Nine days to go & counting! This two - week wait or rather 11 day wait is quite awful. Whats worse is the clexane injections each nite. It hurts, it stings. I hate having to do it! The last two nites i've been reduced to tears & feeling very sorry for me. Till now each injection, each drug, each procedure i've weathered & to be honest quite well i think but this clexane is the pits....its fundamentally wrong to expect women trying to have a baby to endure torture....its like ...'theyre desperate, they'll try & take anything so it's fine'..well its not fine at all...why cant they find a happy replacement, one which doesnt result in tears.....
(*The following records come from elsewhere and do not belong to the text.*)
//! Observation data source
//!
//! Every concept known to the store when the source is built is a key. A
//! store that cannot list its concepts fails construction. A read fetches the
//! concept's observations for the whole cohort in one store call and groups
//! them into chronological chains per patient.

use crate::error::SourceResult;
use crate::store::ObservationStore;
use clinlogic_criteria::LogicCriteria;
use clinlogic_eval::{
    DEFAULT_TTL_SECONDS, EvalError, EvalResult, EvaluationContext, LogicDataSource, ResultMap,
};
use clinlogic_types::{Cohort, LogicResult, PatientId, ResultNode};
use indexmap::IndexMap;
use log::{debug, info};
use std::sync::Arc;

/// Data source over an `ObservationStore`
pub struct ObservationDataSource {
    store: Arc<dyn ObservationStore>,
    keys: Vec<String>,
    ttl_seconds: u64,
}

impl ObservationDataSource {
    /// Name the source registers under by default
    pub const NAME: &'static str = "obs";

    /// Build a source serving every concept the store knows
    pub fn try_new(store: Arc<dyn ObservationStore>) -> SourceResult<Self> {
        let keys: Vec<String> = store.concepts()?.into_iter().map(|c| c.name).collect();
        info!("Observation source serves {} concepts", keys.len());
        Ok(Self {
            store,
            keys,
            ttl_seconds: DEFAULT_TTL_SECONDS,
        })
    }

    /// Override the cache TTL
    pub fn with_ttl(mut self, seconds: u64) -> Self {
        self.ttl_seconds = seconds;
        self
    }
}

impl LogicDataSource for ObservationDataSource {
    fn keys(&self) -> Vec<String> {
        self.keys.clone()
    }

    fn has_key(&self, key: &str) -> bool {
        self.keys.iter().any(|k| k == key)
    }

    fn default_ttl(&self) -> u64 {
        self.ttl_seconds
    }

    fn read(
        &self,
        _context: &EvaluationContext,
        cohort: &Cohort,
        criteria: &LogicCriteria,
    ) -> EvalResult<ResultMap> {
        let key = criteria
            .root_token()
            .map(|token| token.key.as_str())
            .ok_or_else(|| EvalError::criteria(criteria.to_string(), "no token to read"))?;

        let observations = self
            .store
            .observations(key, cohort)
            .map_err(|e| e.into_eval(Self::NAME))?;
        debug!(
            "Read {} '{key}' observations for {} patients",
            observations.len(),
            cohort.len()
        );

        let mut grouped: IndexMap<PatientId, Vec<ResultNode>> = IndexMap::new();
        for obs in observations {
            grouped
                .entry(obs.patient_id)
                .or_default()
                .push(ResultNode::dated(obs.date, obs.value).with_source(key));
        }
        grouped.sort_keys();
        Ok(grouped
            .into_iter()
            .map(|(patient, nodes)| (patient, LogicResult::from_nodes(nodes).sorted()))
            .collect())
    }
}
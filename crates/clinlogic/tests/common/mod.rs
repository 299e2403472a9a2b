//! Shared fixtures for service tests

#![allow(dead_code)]

use chrono::{NaiveDate, NaiveDateTime};
use clinlogic::LogicService;
use clinlogic_criteria::LogicCriteria;
use clinlogic_eval::{
    EvalError, EvalResult, EvaluationContext, LogicDataSource, ManualClock, ResultMap,
};
use clinlogic_types::{Cohort, LogicResult, PatientId, ResultNode};
use indexmap::IndexMap;
use parking_lot::RwLock;
use std::sync::Arc;
use std::sync::atomic::{AtomicUsize, Ordering};

pub fn ymd(y: i32, m: u32, d: u32) -> NaiveDateTime {
    NaiveDate::from_ymd_opt(y, m, d)
        .unwrap()
        .and_hms_opt(0, 0, 0)
        .unwrap()
}

pub fn index_date() -> NaiveDateTime {
    ymd(2024, 1, 1)
}

/// Data source serving fixed chains per key and counting its reads
pub struct CountingSource {
    data: RwLock<IndexMap<String, ResultMap>>,
    ttl_seconds: u64,
    reads: AtomicUsize,
    fail_with: Option<String>,
}

impl CountingSource {
    pub fn new(ttl_seconds: u64) -> Self {
        Self {
            data: RwLock::new(IndexMap::new()),
            ttl_seconds,
            reads: AtomicUsize::new(0),
            fail_with: None,
        }
    }

    /// A source whose every read fails
    pub fn failing(message: impl Into<String>) -> Self {
        Self {
            fail_with: Some(message.into()),
            ..Self::new(60)
        }
    }

    /// Serve `nodes` for `patient` under `key`
    pub fn with(self, key: &str, patient: PatientId, nodes: Vec<ResultNode>) -> Self {
        self.data
            .write()
            .entry(key.to_string())
            .or_default()
            .insert(patient, LogicResult::from_nodes(nodes));
        self
    }

    /// Declare a key without any data behind it
    pub fn with_key(self, key: &str) -> Self {
        self.data.write().entry(key.to_string()).or_default();
        self
    }

    pub fn reads(&self) -> usize {
        self.reads.load(Ordering::SeqCst)
    }
}

impl LogicDataSource for CountingSource {
    fn keys(&self) -> Vec<String> {
        self.data.read().keys().cloned().collect()
    }

    fn default_ttl(&self) -> u64 {
        self.ttl_seconds
    }

    fn read(
        &self,
        _context: &EvaluationContext,
        cohort: &Cohort,
        criteria: &LogicCriteria,
    ) -> EvalResult<ResultMap> {
        self.reads.fetch_add(1, Ordering::SeqCst);
        if let Some(message) = &self.fail_with {
            return Err(EvalError::provider_unavailable("counting", message.clone()));
        }
        let key = criteria
            .root_token()
            .map(|token| token.key.clone())
            .unwrap_or_default();
        let data = self.data.read();
        let results = data.get(&key).ok_or_else(|| EvalError::unknown_key(&key))?;
        Ok(results
            .iter()
            .filter(|(patient, result)| cohort.contains(**patient) && !result.is_empty())
            .map(|(patient, result)| (*patient, result.clone()))
            .collect())
    }
}

/// Clinic of four patients: 1 and 3 male, 2 and 4 female, with CD4 counts
pub fn clinic_source(ttl_seconds: u64) -> CountingSource {
    CountingSource::new(ttl_seconds)
        .with("GENDER", 1, vec![ResultNode::new("M")])
        .with("GENDER", 2, vec![ResultNode::new("F")])
        .with("GENDER", 3, vec![ResultNode::new("M")])
        .with("GENDER", 4, vec![ResultNode::new("F")])
        .with(
            "CD4 COUNT",
            1,
            vec![
                ResultNode::dated(ymd(2023, 2, 5), 150),
                ResultNode::dated(ymd(2023, 9, 1), 420),
            ],
        )
        .with(
            "CD4 COUNT",
            2,
            vec![ResultNode::dated(ymd(2023, 2, 4), 90)],
        )
        .with(
            "CD4 COUNT",
            3,
            vec![ResultNode::dated(ymd(2023, 12, 1), 180)],
        )
}

pub fn clinic() -> Cohort {
    Cohort::new([1, 2, 3, 4])
}

/// A service with `source` registered as "counting"
pub fn service_with(source: Arc<CountingSource>) -> LogicService {
    let service = LogicService::new();
    service
        .register_data_source("counting", source)
        .unwrap();
    service
}

/// A context at the shared index date driven by `clock`
pub fn context_with_clock(service: &LogicService, clock: Arc<ManualClock>) -> EvaluationContext {
    service
        .context_builder()
        .index_date(index_date())
        .clock(clock)
        .build()
}

pub fn context(service: &LogicService) -> EvaluationContext {
    context_with_clock(service, Arc::new(ManualClock::new(index_date())))
}

pub fn patients(map: &ResultMap) -> Vec<PatientId> {
    map.iter()
        .filter(|(_, result)| !result.is_empty())
        .map(|(patient, _)| *patient)
        .collect()
}

pub fn criteria(expression: &str) -> LogicCriteria {
    LogicCriteria::parse(expression).unwrap()
}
Ths time tho' im feeling a little better. I remember the two week wait back in nov after my first stimulated cycle....i was a mess..this time around i kno what to expect, i know now that the pregnyl drug makes my boobs sore & my nipples tender so i kno not to read these signs as symptoms of a pregnancy when they are evil toxic side effects aimed to fuck with my mind & body.

Leaving my old toxic, soul destroying job is great. Starting a new job is even greater so hopefully these two distractions will free me from the 24 hr obsession i've endured.

Next week, the day after my new job startes A goes into hospital for surgery & then for 10 days he'll be bedridden or at least houseridden & definitely not on his feet....im a little daunted of this time...new job, real working hours, looking after A, the house, the dogs with no assistance....then for the next 6 or so weeks he'll be pretty immobile.....it aint going to be easy doing everything when i might be pregnant & tired as well....

It seems as tho we're never just cruising, we're always stressed & challenged with something, our fertility,ivf, our jobs, & now A's surgery & recovery....i suppose i should be grateful too - its not serious surgery, he's just been made permanent at his job, im starting a new job so maybe i should be counting my blessings but somehow...its hard....

I'll tell you what....I'll make a deal with you....when i get pregant with our B1 & B2 (notice the when, not if), carry them till 12 wks, birth healthy babies -i'll count my blessings for the rest of my life!